*** Opening of LISTED ENTRIES ***

use tokio::net::TcpListener;
use tracing_subscriber::EnvFilter;

#[tokio::main]
async fn main() -> Result<(), std::io::Error> {
    tracing_subscriber::fmt()
        .with_env_filter(EnvFilter::try_from_default_env().unwrap_or_else(|_| EnvFilter::new("info")))
        .init();

    let port = std::env::var("PORT").unwrap_or_else(|_| "3000".to_string());
    let addr = format!("127.0.0.1:{port}");
    let listener = TcpListener::bind(&addr).await?;
    tracing::info!(%addr, "listening");
    mock_server::run(listener).await
}
//! Blocking client for the accounts API.
//!
//! # Overview
//! Wraps `Account` values in the `{"data": ...}` envelope, sends them over a
//! pluggable `Transport` and decodes responses into typed results or a
//! classified `ApiError`.
//!
//! # Design
//! - `AccountsClient` holds only a base URL and a shared transport handle.
//! - Each operation is split into `build_*` (produces request) and
//!   `parse_*` (consumes response), so callers may run their own I/O.
//! - The library never logs; callers own logging.
//! - DTOs are defined independently from the mock-server crate; integration
//!   tests catch schema drift.

pub mod client;
pub mod config;
pub mod envelope;
pub mod error;
pub mod http;
pub mod transport;
pub mod types;

pub use client::AccountsClient;
pub use config::{ClientConfig, BASE_URL_ENV};
pub use error::{ApiError, TransportError};
pub use crate::http::{HttpMethod, HttpRequest, HttpResponse};
pub use transport::{Transport, UreqTransport};
pub use types::{Account, AccountAttributes, AccountPage, Envelope, ErrorPayload, HealthStatus, Links, PageRequest};
//! ActorEntity implementation for the ServiceInstance domain type.
//!
//! Load bookkeeping lives here: request nudges, releases and the periodic decay all
//! go through [`ServiceInstance::set_load`], so load never leaves `[0, 100]`.

use super::{RegistryAction, RegistryError, RegistryTuning};
use crate::model::{InstanceId, ServiceCreate, ServiceInstance, ServiceUpdate};
use actor_framework::ActorEntity;
use async_trait::async_trait;
use rand::Rng;

/// A random amount in `[0, max)`; zero when `max` is not positive.
fn jitter(max: f64) -> f64 {
    if max > 0.0 {
        rand::thread_rng().gen::<f64>() * max
    } else {
        0.0
    }
}

#[async_trait]
impl ActorEntity for ServiceInstance {
    type Id = InstanceId;
    type Create = ServiceCreate;
    type Update = ServiceUpdate;
    type Action = RegistryAction;
    type ActionResult = ServiceInstance;
    type Context = RegistryTuning;
    type Error = RegistryError;

    fn assign_id(_seq: u32, params: &ServiceCreate) -> InstanceId {
        InstanceId::new(params.role, params.ordinal)
    }

    fn from_create_params(id: InstanceId, _params: ServiceCreate) -> Result<Self, Self::Error> {
        Ok(Self::new(id))
    }

    /// The operator sets the load directly (clamped).
    async fn on_update(
        &mut self,
        update: ServiceUpdate,
        _ctx: &RegistryTuning,
    ) -> Result<(), Self::Error> {
        if let Some(load) = update.load {
            self.set_load(load);
        }
        Ok(())
    }

    async fn handle_action(
        &mut self,
        action: RegistryAction,
        tuning: &RegistryTuning,
    ) -> Result<ServiceInstance, Self::Error> {
        match action {
            RegistryAction::RecordRequest => {
                self.request_count += 1;
                self.set_load(self.load + jitter(tuning.request_load_max));
            }
            RegistryAction::RecordError => self.error_count += 1,
            RegistryAction::ReleaseLoad => {
                self.set_load(self.load - jitter(tuning.release_load_max));
            }
            RegistryAction::Decay => self.set_load(self.load - tuning.decay_step),
            RegistryAction::InjectFault(enabled) => self.set_fault(enabled),
        }
        Ok(self.clone())
    }
}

*** Close of LISTED ENTRIES ***

§ ASSIGNMENT: Every line in the records above with "never" in it adds one to the count; give that count and nothing else.

§ TASK OUTPUT: 2